Owing to the time frame involved (commencement date in 1990), the only source of satellite imagery was LANDSAT. This procedure was used to quantify the volume and rate of degradation and to measure the change of the AOI, in particular, the indigenous forests prior to the new development. Indicating the general state of the AOI prior to development (for example, Figure 6) would also aid in certification processes at a later stage.

Figure 6: Charcoal activities at Kisarawe, Tanzania

(31)

19

The image-calculation procedure included in the software from Clark Labs proved not to be applicable, owing to the nature of the various data sets which did not exactly line up with one another. Therefore, a manual procedure was used.

The steps of the manual procedure were as follows:

• In-field teams digitised areas that, in their opinion, were representative of each of the land-use classes they had identified

• The imagery was independently classified, using supervised and unsupervised methods after in-field visits by the GIS consultant. He used his own training sites

• The training sites of the in-field staff were then used to prepare another supervised classification

• Spectral signatures were developed for all classifications

• Checks were performed to search for possible signature overlaps

• The results were evaluated in-field

• The best classification was used to subtract the 2010 data set from the 1990 data set for each land-use class

• The result was an area and percentage change for each land-use class.

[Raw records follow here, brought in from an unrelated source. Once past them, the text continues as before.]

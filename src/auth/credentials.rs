use once_cell::sync::Lazy;

use super::{hash_password, verify_password, AuthError, TokenKeys};
use crate::database::models::AdminUser;

/// Verified against when the username is unknown so both failure paths cost
/// one hash verification.
static DUMMY_HASH: Lazy<Option<String>> =
    Lazy::new(|| hash_password("portfolio-api-dummy-password").ok());

#[derive(Debug, Clone)]
pub struct LoginGrant {
    pub token: String,
    pub admin: AdminUser,
}

/// Check a password against the looked-up admin record and issue a token.
///
/// `admin` is the result of the exact, case-sensitive username lookup. This
/// is CPU bound; run it on the blocking pool.
pub fn verify_credentials(
    admin: Option<AdminUser>,
    password: &str,
    keys: &TokenKeys,
) -> Result<LoginGrant, AuthError> {
    let Some(admin) = admin else {
        if let Some(dummy) = DUMMY_HASH.as_deref() {
            let _ = verify_password(password, dummy);
        }
        return Err(AuthError::InvalidCredentials);
    };

    if !verify_password(password, &admin.password_hash) {
        return Err(AuthError::InvalidCredentials);
    }

    let token = keys.issue(admin.id, &admin.username)?;
    Ok(LoginGrant { token, admin })
}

According to the Time Series Analysis workbook from UNITAR (Eastman et al., 2007a), one data set should be deemed the independent variable and the other, the dependant. This was indeed the case. Because the latter 2009 data set could be ground truthed, it was used as the independent variable. The 1989 data set, however, would not be used. Therefore, the location and size of the training sites were derived from the 2009 data set, although the same locations were used in the 1989 data set.

The two data sets were classified separately, utilising the same training sites to ensure that the results and the comparison would be credible. The nature of the training sites was such that the MAXLIKE classification was used to derive the percentage change. Owing to the fact that the various land-use classes were defined independently (and only after comparing the classification), the implication is that they should have corresponding characteristics, even though scatter and atmospheric differences were likely to have been present.

(32)

20

The training sites in both data sets were captured on a composite derived from the respective data sets. This means the training sites and their unique characteristics were captured with their specific levels of scatter and atmospheric conditions. These factors apply to the whole data set and should therefore not be of concern when results are compared.

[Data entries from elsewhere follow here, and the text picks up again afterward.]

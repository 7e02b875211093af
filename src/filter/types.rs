use chrono::{DateTime, Utc};

/// A value bound to a `$n` placeholder. Values never appear in SQL text.
#[derive(Debug, Clone, PartialEq)]
pub enum SqlValue {
    Text(String),
    Int(i64),
    Bool(bool),
    Timestamp(DateTime<Utc>),
}

impl From<&str> for SqlValue {
    fn from(value: &str) -> Self {
        SqlValue::Text(value.to_string())
    }
}

impl From<String> for SqlValue {
    fn from(value: String) -> Self {
        SqlValue::Text(value)
    }
}

impl From<i64> for SqlValue {
    fn from(value: i64) -> Self {
        SqlValue::Int(value)
    }
}

impl From<bool> for SqlValue {
    fn from(value: bool) -> Self {
        SqlValue::Bool(value)
    }
}

impl From<DateTime<Utc>> for SqlValue {
    fn from(value: DateTime<Utc>) -> Self {
        SqlValue::Timestamp(value)
    }
}

#[derive(Debug, Clone, Copy, PartialEq, Eq)]
pub enum FilterOp {
    Eq,
    Neq,
    Gt,
    Gte,
    Lt,
    Lte,
    ILike,
}

impl FilterOp {
    pub fn to_sql(&self) -> &'static str {
        match self {
            FilterOp::Eq => "=",
            FilterOp::Neq => "<>",
            FilterOp::Gt => ">",
            FilterOp::Gte => ">=",
            FilterOp::Lt => "<",
            FilterOp::Lte => "<=",
            FilterOp::ILike => "ILIKE",
        }
    }
}

#[derive(Debug, Clone, Copy, PartialEq, Eq)]
pub enum Conjunction {
    And,
    Or,
}

impl Conjunction {
    pub fn to_sql(&self) -> &'static str {
        match self {
            Conjunction::And => " AND ",
            Conjunction::Or => " OR ",
        }
    }
}

#[derive(Debug, Clone, Copy, PartialEq, Eq)]
pub enum SortDirection {
    Asc,
    Desc,
}

impl SortDirection {
    /// `ASC` in any case is ascending; anything else, including nothing, is descending.
    pub fn parse(raw: Option<&str>) -> Self {
        match raw {
            Some(s) if s.trim().eq_ignore_ascii_case("asc") => SortDirection::Asc,
            _ => SortDirection::Desc,
        }
    }

    pub fn to_sql(&self) -> &'static str {
        match self {
            SortDirection::Asc => "ASC",
            SortDirection::Desc => "DESC",
        }
    }
}

#[derive(Debug, Clone, PartialEq)]
pub struct SqlResult {
    pub query: String,
    pub params: Vec<SqlValue>,
}
pub mod manager;
pub mod migrations;
pub mod models;
pub mod query_builder;
pub mod repository;

pub use manager::{Database, DatabaseError};
pub use repository::{Repository, Table};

Forest remnants, for example, are compared as they are classified with the understanding that that is indeed what they represent and nothing else. The study was undertaken to determine changes in size of the land-use classes only; the condition of the land-use class in general has not been investigated. The fact that only four or five land-use classes were derived did make the classification easier. It was initially the intention to derive at least ten land-use classes, but the client insisted on fewer as these classes would form the basis for future planning.

Because of the constraints in finding applicable data sets dating from the early 1990s, it was necessary to consider using LANDSAT MS (multi-spectral) in conjunction with LANDSAT TM (thematic mapper). The minimal differences between these two sensors were not considered a threat to the validity of the conclusions and outcomes as the training sites were applied individually to each data set from a spatial point of view. This means that only the spatial location of the training sites is the same for the different data sets. Spectral signatures were derived from each set of bands for each data set. This ensures that the characteristics of the derived land-use classes are measured only in the data set from which they have been drawn.

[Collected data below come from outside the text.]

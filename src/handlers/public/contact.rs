use std::net::SocketAddr;

use axum::{
    extract::{rejection::JsonRejection, ConnectInfo, State},
    http::{header::USER_AGENT, HeaderMap},
    Json,
};
use once_cell::sync::Lazy;
use regex::Regex;
use serde::Deserialize;
use serde_json::{json, Value};
use tracing::info;

use crate::database::models::NewContactMessage;
use crate::error::{ApiError, ApiResult, StorageContext};
use crate::handlers::bad_body;
use crate::middleware::ApiSuccess;
use crate::state::AppState;

pub const DEFAULT_SUBJECT: &str = "General Inquiry";
const REQUIRED_FIELDS: &str = "Name, email, and message are required";
const IP_MAX_LEN: usize = 45;

static EMAIL_RE: Lazy<Regex> =
    Lazy::new(|| Regex::new(r"^[^\s@]+@[^\s@]+\.[^\s@]+$").expect("valid email regex"));

#[derive(Debug, Default, Deserialize)]
pub struct ContactRequest {
    pub name: Option<String>,
    pub email: Option<String>,
    pub message: Option<String>,
    pub subject: Option<String>,
}

// Column widths of contact_messages; message is TEXT but capped anyway.
const NAME_MAX: usize = 100;
const EMAIL_MAX: usize = 255;
const SUBJECT_MAX: usize = 200;
const MESSAGE_MAX: usize = 5000;

fn max_len(field: &str, value: &str, max: usize) -> Result<(), ApiError> {
    if value.chars().count() > max {
        return Err(ApiError::bad_request(format!(
            "{} must be at most {} characters",
            field, max
        )));
    }
    Ok(())
}

fn required(value: &Option<String>) -> Option<String> {
    value
        .as_deref()
        .map(str::trim)
        .filter(|v| !v.is_empty())
        .map(str::to_string)
}

impl ContactRequest {
    /// Trim, validate and normalize a public submission.
    pub fn validate(
        &self,
        ip_address: Option<String>,
        user_agent: Option<String>,
    ) -> Result<NewContactMessage, ApiError> {
        let (Some(name), Some(email), Some(message)) = (
            required(&self.name),
            required(&self.email),
            required(&self.message),
        ) else {
            return Err(ApiError::bad_request(REQUIRED_FIELDS));
        };

        if !EMAIL_RE.is_match(&email) {
            return Err(ApiError::bad_request("Invalid email format"));
        }

        let subject = required(&self.subject).unwrap_or_else(|| DEFAULT_SUBJECT.to_string());
        max_len("Name", &name, NAME_MAX)?;
        max_len("Email", &email, EMAIL_MAX)?;
        max_len("Subject", &subject, SUBJECT_MAX)?;
        max_len("Message", &message, MESSAGE_MAX)?;

        Ok(NewContactMessage {
            name,
            email: email.to_lowercase(),
            message,
            subject,
            ip_address,
            user_agent,
        })
    }
}

/// First `X-Forwarded-For` hop, then `X-Real-IP`, then the socket peer.
/// Forwarding headers are ignored unless the server sits behind a proxy.
pub fn client_ip(headers: &HeaderMap, peer: Option<SocketAddr>, trust_proxy: bool) -> Option<String> {
    let header = |name: &str| {
        headers
            .get(name)
            .and_then(|v| v.to_str().ok())
            .and_then(|v| v.split(',').next())
            .map(str::trim)
            .filter(|v| !v.is_empty())
            .map(str::to_string)
    };

    let forwarded = if trust_proxy {
        header("x-forwarded-for").or_else(|| header("x-real-ip"))
    } else {
        None
    };

    forwarded
        .or_else(|| peer.map(|addr| addr.ip().to_string()))
        .map(|ip| ip.chars().take(IP_MAX_LEN).collect())
}

/// POST /api/contact - public contact form submission
pub async fn submit(
    State(state): State<AppState>,
    headers: HeaderMap,
    connect_info: Option<ConnectInfo<SocketAddr>>,
    payload: Result<Json<ContactRequest>, JsonRejection>,
) -> ApiResult<ApiSuccess<Value>> {
    let Json(request) = payload.map_err(|rejection| bad_body(rejection, REQUIRED_FIELDS))?;

    let ip = client_ip(
        &headers,
        connect_info.map(|ConnectInfo(addr)| addr),
        state.config.security.trust_proxy,
    );
    let user_agent = headers
        .get(USER_AGENT)
        .and_then(|v| v.to_str().ok())
        .map(str::to_string);

    let new_message = request.validate(ip, user_agent)?;
    let saved = state
        .messages()
        .insert(&new_message)
        .await
        .or_storage("A server error occurred. Please try again later.")?;

    info!("New contact message {} from {}", saved.id, saved.email);

    Ok(ApiSuccess::created(json!({
        "message": "Your message has been sent. Thank you!",
        "data": {
            "id": saved.id,
            "name": saved.name,
            "email": saved.email,
            "created_at": saved.created_at,
        }
    })))
}
pub mod ai;
pub mod application;
pub mod domain;
pub mod errors;
pub mod handlers;
pub mod persistence;
pub mod store;

use actix_web::{middleware::Logger, web, App, HttpServer};

pub use ai::GeminiClient;
pub use application::commerce::CommerceService;

/// Everything the handlers need: the commerce core and the hosted-model
/// client.
pub struct AppState {
    pub service: CommerceService,
    pub ai: GeminiClient,
}

/// Route table, shared between `build_server` and the integration tests.
pub fn configure(cfg: &mut web::ServiceConfig) {
    cfg.service(
        web::scope("/products")
            .route("", web::post().to(handlers::products::create_product))
            .route("", web::get().to(handlers::products::list_products))
            .route("/{id}", web::get().to(handlers::products::get_product))
            .route("/{id}", web::put().to(handlers::products::update_product))
            .route("/{id}", web::delete().to(handlers::products::delete_product)),
    )
    .service(
        web::scope("/orders")
            .route("", web::post().to(handlers::orders::create_order))
            .route("", web::get().to(handlers::orders::list_orders))
            .route("/{id}", web::get().to(handlers::orders::get_order))
            .route("/{id}/status", web::post().to(handlers::orders::advance_status))
            .route(
                "/{id}/driver-location",
                web::post().to(handlers::orders::update_driver_location),
            ),
    )
    .service(
        web::scope("/users")
            .route("", web::post().to(handlers::users::register_user))
            .route("", web::get().to(handlers::users::list_users))
            .route("/{id}", web::get().to(handlers::users::get_user))
            .route("/{id}", web::delete().to(handlers::users::delete_account))
            .route(
                "/{id}/delete-store",
                web::post().to(handlers::users::delete_store),
            )
            .route(
                "/{id}/schedule",
                web::post().to(handlers::users::attach_schedule),
            )
            .route("/{id}/zone", web::post().to(handlers::users::resolve_zone)),
    )
    .route(
        "/identity/verify",
        web::post().to(handlers::users::verify_identity),
    );
}

/// Build and return an actix-web `Server` bound to `host:port`.
///
/// The caller is responsible for `.await`-ing (or `tokio::spawn`-ing) the
/// returned server.
pub fn build_server(
    state: web::Data<AppState>,
    host: &str,
    port: u16,
) -> std::io::Result<actix_web::dev::Server> {
    Ok(HttpServer::new(move || {
        App::new()
            .app_data(state.clone())
            .wrap(Logger::default())
            .configure(configure)
    })
    .bind((host.to_string(), port))?
    .run())
}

In this sense, it is possible to compare results derived from multi-spectral data sets to results derived from thematic-mapper data sets. This is because the results reflect the land-use classes as found when manipulating the bands present in the data set. The differences encountered between the two sensor types are nullified. A very important factor that assists in an accurate comparison is that the resolution of the data sets is identical, namely thirty metres.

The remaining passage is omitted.